TODO Enable concurrent writes with CLI options

Mappings without join conditions

If mappings have no or few join conditions some additional options can help improve performances. We add an option to avoid using subjects and record caches in the executor and, we tested it noticing that memory consumption lowers while no changes in execution time are observed. Moreover, to reduce even more the memory used during the execution we add an option to order the execution of TriplesMap by logical source, cleaning the records cache in RecordsFactory each time all TriplesMap related to a specific logical source are completed.

New options:

--noCache: Do not use subjects and records caches in the executor.
--ordered: Mapping execution is ordered by logical source and records caches are cleaned after each logical source.

Other changes

Empty strings in a csv/json/xml records are not considered in mappings (to avoid having ?s ?p "" kind of triples). To consider also empty strings as records -es option should be set.
If a logical source is not found, the procedure continues skipping the mapping and logging the event
Changed -o option behaviour. If -o option is not set, the default behaviour is do nothing. To print to stdout it is required to use -o stdout. To save to file the -o option should be set, it can be combined with -ts and -r options if -inc is not set.
Add -ctx option to specify a context (named graph) for triples generated.

`rmlmapper-cefriel.jar`

This is the intended usage of the rmlmapper-cefriel.jar.

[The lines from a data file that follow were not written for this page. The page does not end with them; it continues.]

//! Storage for uploaded photo content.
//!
//! The choreography never looks at pixels. Photo particles only carry a
//! [`PhotoHandle`], and the renderer resolves handles to image data through
//! the [`PhotoStore`] when it uploads textures. Removing a photo particle
//! releases its pixels here.
//!
//! # Supported Formats
//!
//! - PNG
//! - JPEG

use std::collections::HashMap;
use std::path::Path;

use image::RgbaImage;

use crate::error::PhotoError;

/// Opaque reference to a stored photo.
#[derive(Debug, Clone, Copy, PartialEq, Eq, Hash)]
pub struct PhotoHandle(u32);

impl PhotoHandle {
    pub const fn new(raw: u32) -> Self {
        Self(raw)
    }

    #[inline]
    pub fn raw(self) -> u32 {
        self.0
    }
}

/// Decoded RGBA photos keyed by handle.
#[derive(Debug, Default)]
pub struct PhotoStore {
    images: HashMap<PhotoHandle, RgbaImage>,
    next: u32,
}

impl PhotoStore {
    pub fn new() -> Self {
        Self::default()
    }

    /// Decode an encoded image (PNG or JPEG bytes) and store it.
    pub fn upload(&mut self, bytes: &[u8]) -> Result<PhotoHandle, PhotoError> {
        let image = image::load_from_memory(bytes)?.to_rgba8();
        self.insert(image)
    }

    /// Load an image file from disk and store it.
    pub fn upload_file<P: AsRef<Path>>(&mut self, path: P) -> Result<PhotoHandle, PhotoError> {
        let bytes = std::fs::read(path)?;
        self.upload(&bytes)
    }

    /// Store already decoded pixels.
    pub fn insert(&mut self, image: RgbaImage) -> Result<PhotoHandle, PhotoError> {
        let (width, height) = image.dimensions();
        if width == 0 || height == 0 {
            return Err(PhotoError::Empty { width, height });
        }

        let handle = PhotoHandle(self.next);
        self.next += 1;
        self.images.insert(handle, image);
        log::debug!("stored photo {:?} ({}x{})", handle, width, height);
        Ok(handle)
    }

    pub fn get(&self, handle: PhotoHandle) -> Option<&RgbaImage> {
        self.images.get(&handle)
    }

    /// Drop the pixels behind `handle`.
    pub fn release(&mut self, handle: PhotoHandle) -> Result<RgbaImage, PhotoError> {
        self.images.remove(&handle).ok_or(PhotoError::UnknownHandle(handle))
    }

    #[inline]
    pub fn len(&self) -> usize {
        self.images.len()
    }

    #[inline]
    pub fn is_empty(&self) -> bool {
        self.images.is_empty()
    }
}

#[cfg(test)]
mod tests {
    use super::*;
    use image::{ImageFormat, Rgba};
    use std::io::Cursor;

    fn png_bytes(width: u32, height: u32) -> Vec<u8> {
        let image = RgbaImage::from_pixel(width, height, Rgba([200, 30, 30, 255]));
        let mut bytes = Vec::new();
        image.write_to(&mut Cursor::new(&mut bytes), ImageFormat::Png).unwrap();
        bytes
    }

    #[test]
    fn test_upload_and_release() {
        let mut store = PhotoStore::new();
        let handle = store.upload(&png_bytes(4, 3)).unwrap();
        assert_eq!(store.len(), 1);
        assert_eq!(store.get(handle).unwrap().dimensions(), (4, 3));

        let image = store.release(handle).unwrap();
        assert_eq!(image.get_pixel(0, 0), &Rgba([200, 30, 30, 255]));
        assert!(store.is_empty());
        assert!(matches!(store.release(handle), Err(PhotoError::UnknownHandle(_))));
    }

    #[test]
    fn test_garbage_bytes_fail_to_decode() {
        let mut store = PhotoStore::new();
        let err = store.upload(b"definitely not an image").unwrap_err();
        assert!(matches!(err, PhotoError::Decode(_)));
        assert!(store.is_empty());
    }

    #[test]
    fn test_empty_image_rejected() {
        let mut store = PhotoStore::new();
        let err = store.insert(RgbaImage::new(0, 5)).unwrap_err();
        assert!(matches!(err, PhotoError::Empty { width: 0, height: 5 }));
    }

    #[test]
    fn test_missing_file() {
        let mut store = PhotoStore::new();
        let err = store.upload_file("/nonexistent/photo.png").unwrap_err();
        assert!(matches!(err, PhotoError::Io(_)));
    }
}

usage: java -jar rmlmapper-cefriel.jar <options>
options:
 -b,--batchSize <arg>             If -inc is set it is used as batch size for incremental updates, i.e., 
                                  number of statements for each write, otherwise it is ignored.
 -ctx,--context <arg>             IRI identifying named graph for triples generated.
 -es,--emptyStrings               Set option if empty strings should be considered as values.
 -f,--functionfile <arg>          Path to functions.ttl file (dynamic functions are found relative to functions.ttl).
 -jopt,--jsonOptRecordFactory     Enable optimized parser for JSONPath reference formulation.
 -inc,--incrementalUpdate         Incremental update option to incrementally load triples in the repository 
                                  while performing the mapping procedure. If -b is not set each triple 
                                  generated is directly written to the repository.
 -iri,--baseIRI <arg>             Specify a base IRI for relative IRIs. Otherwise @base is parsed.
 -m,--mappingfile <arg>           One or more mapping file paths and/or strings (multiple values are concatenated).
 -n,--noCache                     Do not use subjects and records caches in the executor. 
 -ord,--ordered                   Mapping execution is ordered by logical source and caches are cleaned 
                                  after each logical source.
 -o,--outputfile <arg>            Path to output file (-o stdout can be used for debugging).
 -pb,--prefixBaseIRI <arg>        Specify a prefix for the base IRI used for relative IRIs.
 -r,--repositoryId <arg>          Repository Id related to the triples store. Also option -ts
                                  should be provided.
 -sax,--saxRecordFactory          Enable Saxon parser for XPath reference formulation.
 -s,--serialization <arg>         Serialization format (nquads (default), turtle, trig, trix, jsonld, hdt).
 -ts,--triplesStore <arg>         Address to reach the triples store. If specified produced triples are also
                                  written at this address. Also option -r should be provided.
 -v,--verbose                     Show more details in debugging output.